---
title: "Building Your First Agent with the OpenAI Agents SDK in 2026: A Hands-On Walkthrough"
description: "Step-by-step build of a working agent with the OpenAI Agents SDK — Agent class, tools, handoffs, tracing — plus an eval pipeline that catches regressions before merge."
canonical: https://callsphere.ai/blog/building-first-agent-openai-agents-sdk-2026
category: "Agentic AI"
tags: ["OpenAI Agents SDK", "AI Agents", "LangSmith", "Agent Evaluation", "Production AI", "AI Engineering", "Python"]
author: "CallSphere Team"
published: 2026-05-06T00:00:00.000Z
updated: 2026-05-06T07:06:01.488Z
---

# Building Your First Agent with the OpenAI Agents SDK in 2026: A Hands-On Walkthrough

> Step-by-step build of a working agent with the OpenAI Agents SDK — Agent class, tools, handoffs, tracing — plus an eval pipeline that catches regressions before merge.

## TL;DR

The OpenAI Agents SDK (`openai-agents` on PyPI) is, as of mid-2026, the cleanest way to ship a single-file production agent on top of OpenAI models. You get an `Agent` class, decorator-based tools, typed handoffs between specialists, and a tracing dashboard out of the box — without the ceremony of the legacy Assistants API or the conceptual sprawl of a full graph framework. This post is a hands-on walkthrough: we build a working appointment-scheduling agent end to end, wire it into [LangSmith](https://docs.langchain.com/langsmith/observability) for richer tracing, and then bolt on an offline eval pipeline that runs as a merge gate. By the end you will have copy-pasteable Python that compiles, a mental model for when to use the SDK vs. raw chat completions, and a defensible "did this change make the agent better" workflow. Setup time on a clean machine: about 90 minutes.

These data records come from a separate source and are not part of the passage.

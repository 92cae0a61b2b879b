//! Serialize byte strings as lowercase hex.

use serde::{Serialize, Serializer};

pub fn serialize<T: AsRef<[u8]>, S: Serializer>(bytes: &T, s: S) -> Result<S::Ok, S::Error> {
    hex::encode(bytes.as_ref()).serialize(s)
}
//! Protocol types.

use serde::Serialize;
use std::fmt;
use uuid::Uuid;

/// Random per-session tag carried in logs and round reports
#[derive(Clone, Copy, PartialEq, Eq, Hash, Serialize)]
#[serde(transparent)]
pub struct SessionId(Uuid);

impl SessionId {
    pub fn new() -> Self {
        Self(Uuid::new_v4())
    }
}

impl Default for SessionId {
    fn default() -> Self {
        Self::new()
    }
}

impl fmt::Debug for SessionId {
    fn fmt(&self, f: &mut fmt::Formatter<'_>) -> fmt::Result {
        write!(f, "SessionId({})", self.0)
    }
}

impl fmt::Display for SessionId {
    fn fmt(&self, f: &mut fmt::Formatter<'_>) -> fmt::Result {
        write!(f, "{}", self.0)
    }
}

#[cfg(test)]
mod tests {
    use super::*;

    #[test]
    fn test_session_ids_are_unique() {
        let id1 = SessionId::new();
        let id2 = SessionId::new();
        assert_ne!(id1, id2);
    }

    #[test]
    fn test_session_id_serializes_as_plain_uuid() {
        let id = SessionId::new();
        let json = serde_json::to_value(id).unwrap();

        assert_eq!(json, id.to_string());
        assert_eq!(id.to_string().len(), 36);
    }
}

## What the Agents SDK Actually Is

If the last time you looked at OpenAI's agent story it was the Assistants API, throw out your priors. The Agents SDK is a thinner library with a different philosophy: the agent loop, tools, handoffs, and guardrails live in your Python process, and OpenAI's server only sees plain Chat Completions or Responses calls plus whatever tracing you opt into. There is no server-side "assistant resource" to create, no "thread" to manage, no opaque "run" object you poll.

Concretely, the SDK gives you four primitives:

1. **Agent** — a configured LLM with a name, instructions, tool list, and an optional output schema.
2. **Tools** — Python callables decorated with `@function_tool` whose signatures and docstrings are auto-converted to JSON schema.
3. **Handoffs** — typed transitions where one agent can hand the conversation to another specialist agent (with optional input filtering).
4. **Runner** — `Runner.run(agent, input)` (or its sync/streaming variants), which executes the loop, manages tool calls, and emits traces.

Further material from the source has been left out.